Research Project Planning and Resource Allocation1

NIOSH TI research project planning takes place at the research division level and at the institute level.

At the division level, Division of Safety Research (DSR) staff propose research projects within the context of program drivers, which may include surveillance findings on injury incidence and severity, worker groups with the greatest numbers and risk of death or injury, congressional mandates, stakeholder input, or research needs outlined in the 1998 National Occupational Research Agenda (NORA)-TI team white paper (NIOSH, 1998). DSR leadership—with input from staff—rates and ranks new project concepts based on project need, soundness of approach or methods, and expected impact (NIOSH, 2007a, p. 43). Concepts that rank highest are approved based on funding availability. Staff may then develop research protocols within the approved concept areas. Research protocols are peer-reviewed internally, and may also be presented at public meetings for stakeholder input and to assess the interest in and potential impact of the research. When research projects end, funding returns to a pool for competition for new project concepts proposed by DSR staff (NIOSH, 2007a, p. 43).

At the institute level, NIOSH researchers, on an annual basis, have the opportunity to compete for NORA funds set aside for intramural research. Competition for these funds is institute-wide, although the NIOSH director may sometimes call for focus in a specific area. The director makes final project funding decisions using scores from an external peer review and available funding. When projects are completed, funding returns to the NORA pool for renewed intramural competition (NIOSH, 2007a, p. 43).
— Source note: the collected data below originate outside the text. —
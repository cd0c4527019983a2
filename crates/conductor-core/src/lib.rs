//! # Conductor Core
//!
//! Core pipeline for the Conductor orchestrator.
//!
//! This crate contains:
//! - TaskNode / TaskGraph definitions with DAG validation
//! - Planner: goal -> LLM -> validated TaskGraph
//! - Executor: concurrent ready-set scheduling with bounded parallelism
//! - Task cache, per-agent rate limiter, and retry helper
//!
//! This crate does NOT care about:
//! - How goals are submitted (HTTP, CLI)
//! - Which transport backs the gateway
//! - Where configuration comes from

pub mod agent;
pub mod cache;
pub mod executor;
pub mod gateway;
pub mod planner;
pub mod rate_limit;
pub mod retry;
pub mod schema;
pub mod types;

mod util;

/// Prelude for convenient imports
pub mod prelude {
    pub use crate::agent::{AgentAdapter, AgentError, AgentRegistry, RegistryError};
    pub use crate::cache::{task_key, TaskCache};
    pub use crate::executor::{
        CancellationToken, ExecuteOptions, ExecutionHooks, ExecutionReport, Executor,
    };
    pub use crate::gateway::{GatewayClient, GatewayError};
    pub use crate::planner::{PlanError, Planner};
    pub use crate::rate_limit::AgentRateLimiter;
    pub use crate::retry::{retry_with_backoff, RetryPolicy};
    pub use crate::schema::{validate_plan_response, validate_submission, SchemaError};
    pub use crate::types::{GraphError, NodeConfig, TaskGraph, TaskNode, TaskResult, TaskStatus};
}

// Re-export key types at crate root
pub use agent::{AgentAdapter, AgentError, AgentRegistry};
pub use executor::{ExecuteOptions, ExecutionHooks, ExecutionReport, Executor};
pub use gateway::{GatewayClient, GatewayError};
pub use planner::{PlanError, Planner};
pub use types::{TaskGraph, TaskNode, TaskResult, TaskStatus};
According to DSR leadership, most current TI Research Program projects are funded through the institute-wide NORA funding competition. DSR “base” funds (annual division or lab allocation) have diminished and are now used primarily for ongoing surveillance and field investigation programs, as well as congressionally mandated projects (NIOSH, 2007a, p. 43). Funds left over from the few DSR-specific funded projects that end each year are used to cover costs to the Centers for Disease Control and Prevention, which have increased in recent years, as well as annual cost-of-living increases. There has not been competition for new projects with DSR base funds for the past 3 years.2

Extramural researchers may request NIOSH funding for TI research through NIOSH general program announcements, targeted requests for applications (RFAs) developed by the TI Research Program aimed at filling specific program gaps, and

1

This description does not include project planning and resource allocation for mining TI research, which is managed by the separate NIOSH Mining Safety and Health Research Program.

2

Personal communication from N. Stout.